*WHAT TO PRODUCE*: Find and copy each line of the records where the string "correlation" shows up.

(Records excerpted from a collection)
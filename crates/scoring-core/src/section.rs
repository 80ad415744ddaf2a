//! Section scoring.
//!
//! Each of the six dashboard sections combines its normalized metrics with a
//! fixed weighted average. Weights in every table sum to 1.0, so with inputs
//! inside their documented ranges the result lies in [0, 100].

use std::fmt;
use std::str::FromStr;

use serde::{Deserialize, Serialize};
use tracing::debug;

use crate::grade::{grade, Grade};
use crate::metrics::{
    BloodworkMetrics, BodyCompositionMetrics, OverviewMetrics, PerformanceMetrics,
    RawMetricSet, RecoveryMetrics, SupplementsMetrics,
};
use crate::normalize::{self, round1};
use crate::Error;

/// One of the six fixed dashboard sections.
#[derive(Debug, Clone, Copy, PartialEq, Eq, Hash, PartialOrd, Ord, Serialize, Deserialize)]
#[serde(rename_all = "snake_case")]
pub enum SectionKey {
    Overview,
    BodyComposition,
    Bloodwork,
    Recovery,
    Supplements,
    BodybuildingPerformance,
}

impl SectionKey {
    /// All sections in canonical display order.
    pub const ALL: [SectionKey; 6] = [
        SectionKey::Overview,
        SectionKey::BodyComposition,
        SectionKey::Bloodwork,
        SectionKey::Recovery,
        SectionKey::Supplements,
        SectionKey::BodybuildingPerformance,
    ];

    pub fn as_str(&self) -> &'static str {
        match self {
            SectionKey::Overview => "overview",
            SectionKey::BodyComposition => "body_composition",
            SectionKey::Bloodwork => "bloodwork",
            SectionKey::Recovery => "recovery",
            SectionKey::Supplements => "supplements",
            SectionKey::BodybuildingPerformance => "bodybuilding_performance",
        }
    }
}

impl fmt::Display for SectionKey {
    fn fmt(&self, f: &mut fmt::Formatter<'_>) -> fmt::Result {
        f.write_str(self.as_str())
    }
}

impl FromStr for SectionKey {
    type Err = Error;

    fn from_str(s: &str) -> Result<Self, Self::Err> {
        SectionKey::ALL
            .into_iter()
            .find(|key| key.as_str() == s)
            .ok_or_else(|| Error::UnknownSection(s.to_string()))
    }
}

/// Graded score for one section at one point in time.
#[derive(Debug, Clone, Copy, PartialEq, Serialize, Deserialize)]
pub struct SectionScore {
    pub section_key: SectionKey,
    pub score: f64,
    pub grade: Grade,
}

impl SectionScore {
    /// Round a raw weighted score to one decimal and grade the rounded value.
    pub fn from_weighted(section_key: SectionKey, weighted: f64) -> Self {
        let score = round1(weighted);
        Self {
            section_key,
            score,
            grade: grade(score),
        }
    }
}

/// Overview weights. `api` and `bos` are rescaled to 0-100 first.
#[derive(Debug, Clone, Copy, PartialEq, Serialize, Deserialize)]
pub struct OverviewWeights {
    pub overall_score: f64,
    pub msi: f64,
    pub mes: f64,
    pub api: f64,
    pub vo2max: f64,
    pub frr: f64,
    pub acs: f64,
    pub bos: f64,
}

impl OverviewWeights {
    pub const DEFAULT: Self = Self {
        overall_score: 0.20,
        msi: 0.15,
        mes: 0.15,
        api: 0.10,
        vo2max: 0.15,
        frr: 0.10,
        acs: 0.10,
        bos: 0.05,
    };

    pub fn total(&self) -> f64 {
        self.overall_score
            + self.msi
            + self.mes
            + self.api
            + self.vo2max
            + self.frr
            + self.acs
            + self.bos
    }
}

#[derive(Debug, Clone, Copy, PartialEq, Serialize, Deserialize)]
pub struct BodyCompositionWeights {
    pub body_fat: f64,
    pub muscle_ratio: f64,
    pub power_to_weight: f64,
}

impl BodyCompositionWeights {
    pub const DEFAULT: Self = Self {
        body_fat: 0.35,
        muscle_ratio: 0.40,
        power_to_weight: 0.25,
    };

    pub fn total(&self) -> f64 {
        self.body_fat + self.muscle_ratio + self.power_to_weight
    }
}

#[derive(Debug, Clone, Copy, PartialEq, Serialize, Deserialize)]
pub struct BloodworkWeights {
    pub hemoglobin: f64,
    pub hematocrit: f64,
    pub testosterone: f64,
}

impl BloodworkWeights {
    pub const DEFAULT: Self = Self {
        hemoglobin: 0.35,
        hematocrit: 0.30,
        testosterone: 0.35,
    };

    pub fn total(&self) -> f64 {
        self.hemoglobin + self.hematocrit + self.testosterone
    }
}

#[derive(Debug, Clone, Copy, PartialEq, Serialize, Deserialize)]
pub struct RecoveryWeights {
    pub sleep_quality: f64,
    pub hrv: f64,
    pub fatigue: f64,
    pub hydration: f64,
    pub readiness: f64,
}

impl RecoveryWeights {
    pub const DEFAULT: Self = Self {
        sleep_quality: 0.25,
        hrv: 0.20,
        fatigue: 0.20,
        hydration: 0.15,
        readiness: 0.20,
    };

    pub fn total(&self) -> f64 {
        self.sleep_quality + self.hrv + self.fatigue + self.hydration + self.readiness
    }
}

#[derive(Debug, Clone, Copy, PartialEq, Serialize, Deserialize)]
pub struct SupplementsWeights {
    pub adherence: f64,
    pub correlation: f64,
}

impl SupplementsWeights {
    pub const DEFAULT: Self = Self {
        adherence: 0.60,
        correlation: 0.40,
    };

    pub fn total(&self) -> f64 {
        self.adherence + self.correlation
    }
}

#[derive(Debug, Clone, Copy, PartialEq, Serialize, Deserialize)]
pub struct PerformanceWeights {
    pub bench: f64,
    pub squat: f64,
    pub deadlift: f64,
    pub vo2max: f64,
    pub body_fat: f64,
}

impl PerformanceWeights {
    pub const DEFAULT: Self = Self {
        bench: 0.15,
        squat: 0.20,
        deadlift: 0.20,
        vo2max: 0.25,
        body_fat: 0.20,
    };

    pub fn total(&self) -> f64 {
        self.bench + self.squat + self.deadlift + self.vo2max + self.body_fat
    }
}

pub fn compute_overview_score(m: &OverviewMetrics) -> SectionScore {
    let w = OverviewWeights::DEFAULT;
    let api = normalize::ANAEROBIC_POWER_INDEX.apply(m.api);
    let bos = normalize::BODY_OPTIMIZATION_SCORE.apply(m.bos);

    let weighted = m.overall_score * w.overall_score
        + m.msi * w.msi
        + m.mes * w.mes
        + api * w.api
        + m.vo2max * w.vo2max
        + m.frr * w.frr
        + m.acs * w.acs
        + bos * w.bos;

    SectionScore::from_weighted(SectionKey::Overview, weighted)
}

pub fn compute_body_composition_score(m: &BodyCompositionMetrics) -> SectionScore {
    let w = BodyCompositionWeights::DEFAULT;
    let body_fat = normalize::BODY_FAT.apply(m.body_fat_percent);
    let muscle_ratio = normalize::muscle_mass_ratio(m.muscle_mass, m.weight);
    let power_to_weight = normalize::POWER_TO_WEIGHT.apply(m.power_to_weight);

    let weighted = body_fat * w.body_fat
        + muscle_ratio * w.muscle_ratio
        + power_to_weight * w.power_to_weight;

    SectionScore::from_weighted(SectionKey::BodyComposition, weighted)
}

pub fn compute_bloodwork_score(m: &BloodworkMetrics) -> SectionScore {
    let w = BloodworkWeights::DEFAULT;
    let weighted = normalize::HEMOGLOBIN.apply(m.hemoglobin) * w.hemoglobin
        + normalize::HEMATOCRIT.apply(m.hematocrit) * w.hematocrit
        + normalize::TESTOSTERONE.apply(m.testosterone) * w.testosterone;

    SectionScore::from_weighted(SectionKey::Bloodwork, weighted)
}

pub fn compute_recovery_score(m: &RecoveryMetrics) -> SectionScore {
    let w = RecoveryWeights::DEFAULT;
    let weighted = m.sleep_quality * w.sleep_quality
        + normalize::HRV_SCORE.apply(m.hrv_score) * w.hrv
        + normalize::inverted(m.fatigue_level) * w.fatigue
        + m.hydration_level * w.hydration
        + m.readiness_score * w.readiness;

    SectionScore::from_weighted(SectionKey::Recovery, weighted)
}

pub fn compute_supplements_score(m: &SupplementsMetrics) -> SectionScore {
    let w = SupplementsWeights::DEFAULT;
    let weighted = m.adherence_rate * w.adherence
        + normalize::correlation_to_score(m.performance_corr) * w.correlation;

    SectionScore::from_weighted(SectionKey::Supplements, weighted)
}

pub fn compute_performance_score(m: &PerformanceMetrics) -> SectionScore {
    let w = PerformanceWeights::DEFAULT;
    let weighted = normalize::BENCH_MAX.apply(m.bench_max) * w.bench
        + normalize::SQUAT_MAX.apply(m.squat_max) * w.squat
        + normalize::DEADLIFT_MAX.apply(m.deadlift_max) * w.deadlift
        + normalize::PERFORMANCE_VO2MAX.apply(m.vo2max) * w.vo2max
        + normalize::PERFORMANCE_BODY_FAT.apply(m.body_fat_percent) * w.body_fat;

    SectionScore::from_weighted(SectionKey::BodybuildingPerformance, weighted)
}

/// Score any section snapshot. The section key is taken from the snapshot.
pub fn score_section(metrics: &RawMetricSet) -> SectionScore {
    let result = match metrics {
        RawMetricSet::Overview(m) => compute_overview_score(m),
        RawMetricSet::BodyComposition(m) => compute_body_composition_score(m),
        RawMetricSet::Bloodwork(m) => compute_bloodwork_score(m),
        RawMetricSet::Recovery(m) => compute_recovery_score(m),
        RawMetricSet::Supplements(m) => compute_supplements_score(m),
        RawMetricSet::BodybuildingPerformance(m) => compute_performance_score(m),
    };

    debug!(
        section = %result.section_key,
        score = result.score,
        grade = %result.grade,
        "Scored section"
    );

    result
}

*YOUR SOLUTION*:
    pub correlation: f64,
        correlation: 0.40,
        self.adherence + self.correlation
        + normalize::correlation_to_score(m.performance_corr) * w.correlation;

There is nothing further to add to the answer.